◆ **Collected data**:
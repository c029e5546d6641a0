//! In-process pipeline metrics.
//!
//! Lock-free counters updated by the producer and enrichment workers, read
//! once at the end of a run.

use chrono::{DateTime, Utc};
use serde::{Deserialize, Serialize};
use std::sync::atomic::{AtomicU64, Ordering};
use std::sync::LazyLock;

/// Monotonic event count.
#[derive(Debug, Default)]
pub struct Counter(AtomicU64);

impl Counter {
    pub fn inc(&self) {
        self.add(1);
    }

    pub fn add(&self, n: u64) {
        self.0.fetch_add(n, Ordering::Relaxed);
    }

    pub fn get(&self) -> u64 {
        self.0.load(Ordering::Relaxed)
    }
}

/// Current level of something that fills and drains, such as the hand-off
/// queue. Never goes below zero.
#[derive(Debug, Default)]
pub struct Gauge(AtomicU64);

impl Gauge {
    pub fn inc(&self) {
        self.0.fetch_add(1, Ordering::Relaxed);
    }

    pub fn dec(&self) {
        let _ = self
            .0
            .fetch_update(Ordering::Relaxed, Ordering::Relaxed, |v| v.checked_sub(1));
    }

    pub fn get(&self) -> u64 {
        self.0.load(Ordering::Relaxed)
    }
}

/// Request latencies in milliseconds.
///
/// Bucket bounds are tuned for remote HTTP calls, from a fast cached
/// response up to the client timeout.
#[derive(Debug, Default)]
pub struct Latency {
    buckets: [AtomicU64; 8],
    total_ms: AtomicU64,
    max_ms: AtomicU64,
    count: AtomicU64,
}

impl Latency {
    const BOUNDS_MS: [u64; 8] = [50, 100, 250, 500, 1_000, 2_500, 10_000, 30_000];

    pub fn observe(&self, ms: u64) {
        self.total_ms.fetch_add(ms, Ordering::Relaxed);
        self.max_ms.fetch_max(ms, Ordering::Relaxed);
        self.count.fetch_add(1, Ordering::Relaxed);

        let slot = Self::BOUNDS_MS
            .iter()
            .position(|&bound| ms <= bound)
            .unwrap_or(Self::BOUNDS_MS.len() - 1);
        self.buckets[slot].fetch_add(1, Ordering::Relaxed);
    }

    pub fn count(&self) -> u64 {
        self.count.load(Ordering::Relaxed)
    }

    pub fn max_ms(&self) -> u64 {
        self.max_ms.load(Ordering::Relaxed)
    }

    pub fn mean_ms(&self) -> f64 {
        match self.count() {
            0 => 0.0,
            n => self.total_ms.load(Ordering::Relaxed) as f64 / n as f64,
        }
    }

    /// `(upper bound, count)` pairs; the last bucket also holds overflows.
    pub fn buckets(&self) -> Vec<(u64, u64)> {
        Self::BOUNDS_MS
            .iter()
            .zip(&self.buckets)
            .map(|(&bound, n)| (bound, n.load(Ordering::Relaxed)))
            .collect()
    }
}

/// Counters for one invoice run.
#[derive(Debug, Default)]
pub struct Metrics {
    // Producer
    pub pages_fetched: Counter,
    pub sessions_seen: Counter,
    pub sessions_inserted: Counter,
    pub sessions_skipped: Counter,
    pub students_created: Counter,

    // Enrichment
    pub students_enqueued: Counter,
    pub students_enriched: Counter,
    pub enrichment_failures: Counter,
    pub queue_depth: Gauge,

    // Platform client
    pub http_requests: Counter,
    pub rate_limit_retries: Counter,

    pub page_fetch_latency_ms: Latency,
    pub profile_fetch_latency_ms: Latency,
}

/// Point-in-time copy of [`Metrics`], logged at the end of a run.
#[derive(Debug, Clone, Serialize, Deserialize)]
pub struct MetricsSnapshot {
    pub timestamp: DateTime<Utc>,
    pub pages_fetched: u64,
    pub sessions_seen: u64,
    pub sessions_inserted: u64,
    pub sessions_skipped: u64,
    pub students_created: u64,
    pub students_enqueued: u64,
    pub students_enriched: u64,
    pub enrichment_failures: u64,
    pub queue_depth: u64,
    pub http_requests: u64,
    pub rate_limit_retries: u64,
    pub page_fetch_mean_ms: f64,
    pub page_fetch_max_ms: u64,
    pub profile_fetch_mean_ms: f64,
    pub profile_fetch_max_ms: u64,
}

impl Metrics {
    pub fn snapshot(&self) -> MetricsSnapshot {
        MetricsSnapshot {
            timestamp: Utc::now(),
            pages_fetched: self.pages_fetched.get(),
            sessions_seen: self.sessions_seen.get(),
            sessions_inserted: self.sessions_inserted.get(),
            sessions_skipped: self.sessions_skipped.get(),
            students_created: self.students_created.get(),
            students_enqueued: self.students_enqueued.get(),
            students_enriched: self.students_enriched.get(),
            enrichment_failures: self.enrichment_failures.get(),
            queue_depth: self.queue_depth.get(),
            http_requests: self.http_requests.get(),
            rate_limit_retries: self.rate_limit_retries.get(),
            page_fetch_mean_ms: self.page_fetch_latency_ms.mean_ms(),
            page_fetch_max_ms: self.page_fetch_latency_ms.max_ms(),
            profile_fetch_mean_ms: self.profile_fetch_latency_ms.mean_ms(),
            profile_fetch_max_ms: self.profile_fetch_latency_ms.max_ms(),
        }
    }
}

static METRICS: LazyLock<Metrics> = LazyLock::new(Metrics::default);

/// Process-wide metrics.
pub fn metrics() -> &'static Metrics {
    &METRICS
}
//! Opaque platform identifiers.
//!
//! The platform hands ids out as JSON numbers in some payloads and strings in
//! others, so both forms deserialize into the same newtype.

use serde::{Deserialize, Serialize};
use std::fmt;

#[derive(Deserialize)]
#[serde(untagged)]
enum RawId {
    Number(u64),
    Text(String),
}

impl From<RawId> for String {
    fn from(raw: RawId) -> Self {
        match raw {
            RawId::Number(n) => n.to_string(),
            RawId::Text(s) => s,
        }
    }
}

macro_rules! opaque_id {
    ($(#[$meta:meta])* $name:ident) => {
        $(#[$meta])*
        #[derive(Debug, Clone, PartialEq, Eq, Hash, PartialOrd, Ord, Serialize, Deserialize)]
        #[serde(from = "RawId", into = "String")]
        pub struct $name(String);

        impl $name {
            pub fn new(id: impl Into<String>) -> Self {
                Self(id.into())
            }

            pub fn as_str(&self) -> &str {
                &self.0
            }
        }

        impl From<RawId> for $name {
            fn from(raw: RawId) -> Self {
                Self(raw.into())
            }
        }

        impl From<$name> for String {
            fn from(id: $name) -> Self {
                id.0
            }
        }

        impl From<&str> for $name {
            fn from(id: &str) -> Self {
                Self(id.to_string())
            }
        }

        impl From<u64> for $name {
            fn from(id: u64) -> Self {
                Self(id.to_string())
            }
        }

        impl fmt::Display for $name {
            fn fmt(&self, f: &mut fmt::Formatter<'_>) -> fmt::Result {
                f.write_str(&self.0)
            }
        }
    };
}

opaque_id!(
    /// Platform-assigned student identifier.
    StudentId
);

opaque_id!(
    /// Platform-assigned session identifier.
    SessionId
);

◆ **WHAT IS REQUIRED**: Your task is to reproduce all of the records exactly.

◆ **SOLUTION TO THIS PROBLEM**:
repository c029e5546d6641a0
//! In-process pipeline metrics.
//!
//! Lock-free counters updated by the producer and enrichment workers, read
//! once at the end of a run.

use chrono::{DateTime, Utc};
use serde::{Deserialize, Serialize};
use std::sync::atomic::{AtomicU64, Ordering};
use std::sync::LazyLock;

/// Monotonic event count.
#[derive(Debug, Default)]
pub struct Counter(AtomicU64);

impl Counter {
    pub fn inc(&self) {
        self.add(1);
    }

    pub fn add(&self, n: u64) {
        self.0.fetch_add(n, Ordering::Relaxed);
    }

    pub fn get(&self) -> u64 {
        self.0.load(Ordering::Relaxed)
    }
}

/// Current level of something that fills and drains, such as the hand-off
/// queue. Never goes below zero.
#[derive(Debug, Default)]
pub struct Gauge(AtomicU64);

impl Gauge {
    pub fn inc(&self) {
        self.0.fetch_add(1, Ordering::Relaxed);
    }

    pub fn dec(&self) {
        let _ = self
            .0
            .fetch_update(Ordering::Relaxed, Ordering::Relaxed, |v| v.checked_sub(1));
    }

    pub fn get(&self) -> u64 {
        self.0.load(Ordering::Relaxed)
    }
}

/// Request latencies in milliseconds.
///
/// Bucket bounds are tuned for remote HTTP calls, from a fast cached
/// response up to the client timeout.
#[derive(Debug, Default)]
pub struct Latency {
    buckets: [AtomicU64; 8],
    total_ms: AtomicU64,
    max_ms: AtomicU64,
    count: AtomicU64,
}

impl Latency {
    const BOUNDS_MS: [u64; 8] = [50, 100, 250, 500, 1_000, 2_500, 10_000, 30_000];

    pub fn observe(&self, ms: u64) {
        self.total_ms.fetch_add(ms, Ordering::Relaxed);
        self.max_ms.fetch_max(ms, Ordering::Relaxed);
        self.count.fetch_add(1, Ordering::Relaxed);

        let slot = Self::BOUNDS_MS
            .iter()
            .position(|&bound| ms <= bound)
            .unwrap_or(Self::BOUNDS_MS.len() - 1);
        self.buckets[slot].fetch_add(1, Ordering::Relaxed);
    }

    pub fn count(&self) -> u64 {
        self.count.load(Ordering::Relaxed)
    }

    pub fn max_ms(&self) -> u64 {
        self.max_ms.load(Ordering::Relaxed)
    }

    pub fn mean_ms(&self) -> f64 {
        match self.count() {
            0 => 0.0,
            n => self.total_ms.load(Ordering::Relaxed) as f64 / n as f64,
        }
    }

    /// `(upper bound, count)` pairs; the last bucket also holds overflows.
    pub fn buckets(&self) -> Vec<(u64, u64)> {
        Self::BOUNDS_MS
            .iter()
            .zip(&self.buckets)
            .map(|(&bound, n)| (bound, n.load(Ordering::Relaxed)))
            .collect()
    }
}

/// Counters for one invoice run.
#[derive(Debug, Default)]
pub struct Metrics {
    // Producer
    pub pages_fetched: Counter,
    pub sessions_seen: Counter,
    pub sessions_inserted: Counter,
    pub sessions_skipped: Counter,
    pub students_created: Counter,

    // Enrichment
    pub students_enqueued: Counter,
    pub students_enriched: Counter,
    pub enrichment_failures: Counter,
    pub queue_depth: Gauge,

    // Platform client
    pub http_requests: Counter,
    pub rate_limit_retries: Counter,

    pub page_fetch_latency_ms: Latency,
    pub profile_fetch_latency_ms: Latency,
}

/// Point-in-time copy of [`Metrics`], logged at the end of a run.
#[derive(Debug, Clone, Serialize, Deserialize)]
pub struct MetricsSnapshot {
    pub timestamp: DateTime<Utc>,
    pub pages_fetched: u64,
    pub sessions_seen: u64,
    pub sessions_inserted: u64,
    pub sessions_skipped: u64,
    pub students_created: u64,
    pub students_enqueued: u64,
    pub students_enriched: u64,
    pub enrichment_failures: u64,
    pub queue_depth: u64,
    pub http_requests: u64,
    pub rate_limit_retries: u64,
    pub page_fetch_mean_ms: f64,
    pub page_fetch_max_ms: u64,
    pub profile_fetch_mean_ms: f64,
    pub profile_fetch_max_ms: u64,
}

impl Metrics {
    pub fn snapshot(&self) -> MetricsSnapshot {
        MetricsSnapshot {
            timestamp: Utc::now(),
            pages_fetched: self.pages_fetched.get(),
            sessions_seen: self.sessions_seen.get(),
            sessions_inserted: self.sessions_inserted.get(),
            sessions_skipped: self.sessions_skipped.get(),
            students_created: self.students_created.get(),
            students_enqueued: self.students_enqueued.get(),
            students_enriched: self.students_enriched.get(),
            enrichment_failures: self.enrichment_failures.get(),
            queue_depth: self.queue_depth.get(),
            http_requests: self.http_requests.get(),
            rate_limit_retries: self.rate_limit_retries.get(),
            page_fetch_mean_ms: self.page_fetch_latency_ms.mean_ms(),
            page_fetch_max_ms: self.page_fetch_latency_ms.max_ms(),
            profile_fetch_mean_ms: self.profile_fetch_latency_ms.mean_ms(),
            profile_fetch_max_ms: self.profile_fetch_latency_ms.max_ms(),
        }
    }
}

static METRICS: LazyLock<Metrics> = LazyLock::new(Metrics::default);

/// Process-wide metrics.
pub fn metrics() -> &'static Metrics {
    &METRICS
}
//! Opaque platform identifiers.
//!
//! The platform hands ids out as JSON numbers in some payloads and strings in
//! others, so both forms deserialize into the same newtype.

use serde::{Deserialize, Serialize};
use std::fmt;

#[derive(Deserialize)]
#[serde(untagged)]
enum RawId {
    Number(u64),
    Text(String),
}

impl From<RawId> for String {
    fn from(raw: RawId) -> Self {
        match raw {
            RawId::Number(n) => n.to_string(),
            RawId::Text(s) => s,
        }
    }
}

macro_rules! opaque_id {
    ($(#[$meta:meta])* $name:ident) => {
        $(#[$meta])*
        #[derive(Debug, Clone, PartialEq, Eq, Hash, PartialOrd, Ord, Serialize, Deserialize)]
        #[serde(from = "RawId", into = "String")]
        pub struct $name(String);

        impl $name {
            pub fn new(id: impl Into<String>) -> Self {
                Self(id.into())
            }

            pub fn as_str(&self) -> &str {
                &self.0
            }
        }

        impl From<RawId> for $name {
            fn from(raw: RawId) -> Self {
                Self(raw.into())
            }
        }

        impl From<$name> for String {
            fn from(id: $name) -> Self {
                id.0
            }
        }

        impl From<&str> for $name {
            fn from(id: &str) -> Self {
                Self(id.to_string())
            }
        }

        impl From<u64> for $name {
            fn from(id: u64) -> Self {
                Self(id.to_string())
            }
        }

        impl fmt::Display for $name {
            fn fmt(&self, f: &mut fmt::Formatter<'_>) -> fmt::Result {
                f.write_str(&self.0)
            }
        }
    };
}

opaque_id!(
    /// Platform-assigned student identifier.
    StudentId
);

opaque_id!(
    /// Platform-assigned session identifier.
    SessionId
);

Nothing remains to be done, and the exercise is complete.